Below are records. Return each one exactly as written.

────────────────

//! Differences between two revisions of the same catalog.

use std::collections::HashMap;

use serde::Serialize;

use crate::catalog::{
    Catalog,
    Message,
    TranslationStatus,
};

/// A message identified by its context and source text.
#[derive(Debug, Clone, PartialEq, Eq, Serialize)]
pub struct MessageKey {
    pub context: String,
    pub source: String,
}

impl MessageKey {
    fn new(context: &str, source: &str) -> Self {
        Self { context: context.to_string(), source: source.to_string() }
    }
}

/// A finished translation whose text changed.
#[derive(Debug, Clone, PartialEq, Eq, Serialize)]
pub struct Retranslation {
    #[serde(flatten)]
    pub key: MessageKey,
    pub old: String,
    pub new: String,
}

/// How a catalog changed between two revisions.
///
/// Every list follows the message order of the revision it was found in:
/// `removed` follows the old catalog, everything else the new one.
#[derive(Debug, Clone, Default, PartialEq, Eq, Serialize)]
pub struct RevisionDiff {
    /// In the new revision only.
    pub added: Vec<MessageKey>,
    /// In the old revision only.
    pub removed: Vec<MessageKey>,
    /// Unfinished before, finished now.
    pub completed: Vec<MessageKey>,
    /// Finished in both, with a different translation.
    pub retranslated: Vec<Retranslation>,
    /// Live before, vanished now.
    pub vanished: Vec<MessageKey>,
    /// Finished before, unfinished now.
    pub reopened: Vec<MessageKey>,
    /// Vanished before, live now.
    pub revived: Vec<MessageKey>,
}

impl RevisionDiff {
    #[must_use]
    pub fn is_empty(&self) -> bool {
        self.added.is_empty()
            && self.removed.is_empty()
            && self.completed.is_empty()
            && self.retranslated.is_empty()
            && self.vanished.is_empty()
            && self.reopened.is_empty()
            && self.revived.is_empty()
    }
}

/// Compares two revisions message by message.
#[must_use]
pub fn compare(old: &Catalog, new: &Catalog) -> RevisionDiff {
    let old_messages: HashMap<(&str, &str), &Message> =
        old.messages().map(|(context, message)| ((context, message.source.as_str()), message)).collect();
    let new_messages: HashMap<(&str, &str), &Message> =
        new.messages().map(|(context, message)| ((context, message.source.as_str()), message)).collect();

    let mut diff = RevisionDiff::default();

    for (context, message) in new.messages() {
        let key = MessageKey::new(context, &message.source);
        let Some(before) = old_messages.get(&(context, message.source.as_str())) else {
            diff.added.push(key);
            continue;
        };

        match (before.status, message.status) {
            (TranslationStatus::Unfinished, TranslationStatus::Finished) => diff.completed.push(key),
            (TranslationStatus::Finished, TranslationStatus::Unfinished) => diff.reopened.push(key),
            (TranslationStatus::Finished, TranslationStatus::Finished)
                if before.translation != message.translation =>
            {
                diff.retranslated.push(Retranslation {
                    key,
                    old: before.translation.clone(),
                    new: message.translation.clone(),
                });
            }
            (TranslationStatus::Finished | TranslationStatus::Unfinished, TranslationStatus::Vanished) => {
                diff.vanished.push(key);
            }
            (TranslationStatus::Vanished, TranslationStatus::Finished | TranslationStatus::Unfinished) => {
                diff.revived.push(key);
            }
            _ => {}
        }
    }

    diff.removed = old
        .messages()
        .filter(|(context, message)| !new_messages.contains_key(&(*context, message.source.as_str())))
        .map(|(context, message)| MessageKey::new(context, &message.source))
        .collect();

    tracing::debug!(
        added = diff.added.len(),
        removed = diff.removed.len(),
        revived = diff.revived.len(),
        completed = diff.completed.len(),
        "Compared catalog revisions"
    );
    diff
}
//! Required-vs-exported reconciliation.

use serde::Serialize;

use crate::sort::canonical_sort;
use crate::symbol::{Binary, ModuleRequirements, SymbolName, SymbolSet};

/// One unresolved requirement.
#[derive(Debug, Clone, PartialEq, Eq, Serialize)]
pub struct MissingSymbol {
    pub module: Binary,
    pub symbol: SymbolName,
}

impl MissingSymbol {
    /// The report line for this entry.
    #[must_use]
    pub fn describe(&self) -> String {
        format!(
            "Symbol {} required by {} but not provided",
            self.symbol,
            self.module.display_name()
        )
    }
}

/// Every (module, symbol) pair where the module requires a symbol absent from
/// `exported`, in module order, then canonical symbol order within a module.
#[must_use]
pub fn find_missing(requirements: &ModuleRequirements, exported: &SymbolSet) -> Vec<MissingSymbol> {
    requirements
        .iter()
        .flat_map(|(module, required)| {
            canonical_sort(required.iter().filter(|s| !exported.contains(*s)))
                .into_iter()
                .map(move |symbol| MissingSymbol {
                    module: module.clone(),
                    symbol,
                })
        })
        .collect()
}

────────────────

Task answer
//! Differences between two revisions of the same catalog.

use std::collections::HashMap;

use serde::Serialize;

use crate::catalog::{
    Catalog,
    Message,
    TranslationStatus,
};

/// A message identified by its context and source text.
#[derive(Debug, Clone, PartialEq, Eq, Serialize)]
pub struct MessageKey {
    pub context: String,
    pub source: String,
}

impl MessageKey {
    fn new(context: &str, source: &str) -> Self {
        Self { context: context.to_string(), source: source.to_string() }
    }
}

/// A finished translation whose text changed.
#[derive(Debug, Clone, PartialEq, Eq, Serialize)]
pub struct Retranslation {
    #[serde(flatten)]
    pub key: MessageKey,
    pub old: String,
    pub new: String,
}

/// How a catalog changed between two revisions.
///
/// Every list follows the message order of the revision it was found in:
/// `removed` follows the old catalog, everything else the new one.
#[derive(Debug, Clone, Default, PartialEq, Eq, Serialize)]
pub struct RevisionDiff {
    /// In the new revision only.
    pub added: Vec<MessageKey>,
    /// In the old revision only.
    pub removed: Vec<MessageKey>,
    /// Unfinished before, finished now.
    pub completed: Vec<MessageKey>,
    /// Finished in both, with a different translation.
    pub retranslated: Vec<Retranslation>,
    /// Live before, vanished now.
    pub vanished: Vec<MessageKey>,
    /// Finished before, unfinished now.
    pub reopened: Vec<MessageKey>,
    /// Vanished before, live now.
    pub revived: Vec<MessageKey>,
}

impl RevisionDiff {
    #[must_use]
    pub fn is_empty(&self) -> bool {
        self.added.is_empty()
            && self.removed.is_empty()
            && self.completed.is_empty()
            && self.retranslated.is_empty()
            && self.vanished.is_empty()
            && self.reopened.is_empty()
            && self.revived.is_empty()
    }
}

/// Compares two revisions message by message.
#[must_use]
pub fn compare(old: &Catalog, new: &Catalog) -> RevisionDiff {
    let old_messages: HashMap<(&str, &str), &Message> =
        old.messages().map(|(context, message)| ((context, message.source.as_str()), message)).collect();
    let new_messages: HashMap<(&str, &str), &Message> =
        new.messages().map(|(context, message)| ((context, message.source.as_str()), message)).collect();

    let mut diff = RevisionDiff::default();

    for (context, message) in new.messages() {
        let key = MessageKey::new(context, &message.source);
        let Some(before) = old_messages.get(&(context, message.source.as_str())) else {
            diff.added.push(key);
            continue;
        };

        match (before.status, message.status) {
            (TranslationStatus::Unfinished, TranslationStatus::Finished) => diff.completed.push(key),
            (TranslationStatus::Finished, TranslationStatus::Unfinished) => diff.reopened.push(key),
            (TranslationStatus::Finished, TranslationStatus::Finished)
                if before.translation != message.translation =>
            {
                diff.retranslated.push(Retranslation {
                    key,
                    old: before.translation.clone(),
                    new: message.translation.clone(),
                });
            }
            (TranslationStatus::Finished | TranslationStatus::Unfinished, TranslationStatus::Vanished) => {
                diff.vanished.push(key);
            }
            (TranslationStatus::Vanished, TranslationStatus::Finished | TranslationStatus::Unfinished) => {
                diff.revived.push(key);
            }
            _ => {}
        }
    }

    diff.removed = old
        .messages()
        .filter(|(context, message)| !new_messages.contains_key(&(*context, message.source.as_str())))
        .map(|(context, message)| MessageKey::new(context, &message.source))
        .collect();

    tracing::debug!(
        added = diff.added.len(),
        removed = diff.removed.len(),
        revived = diff.revived.len(),
        completed = diff.completed.len(),
        "Compared catalog revisions"
    );
    diff
}
//! Required-vs-exported reconciliation.

use serde::Serialize;

use crate::sort::canonical_sort;
use crate::symbol::{Binary, ModuleRequirements, SymbolName, SymbolSet};

/// One unresolved requirement.
#[derive(Debug, Clone, PartialEq, Eq, Serialize)]
pub struct MissingSymbol {
    pub module: Binary,
    pub symbol: SymbolName,
}

impl MissingSymbol {
    /// The report line for this entry.
    #[must_use]
    pub fn describe(&self) -> String {
        format!(
            "Symbol {} required by {} but not provided",
            self.symbol,
            self.module.display_name()
        )
    }
}

/// Every (module, symbol) pair where the module requires a symbol absent from
/// `exported`, in module order, then canonical symbol order within a module.
#[must_use]
pub fn find_missing(requirements: &ModuleRequirements, exported: &SymbolSet) -> Vec<MissingSymbol> {
    requirements
        .iter()
        .flat_map(|(module, required)| {
            canonical_sort(required.iter().filter(|s| !exported.contains(*s)))
                .into_iter()
                .map(move |symbol| MissingSymbol {
                    module: module.clone(),
                    symbol,
                })
        })
        .collect()
}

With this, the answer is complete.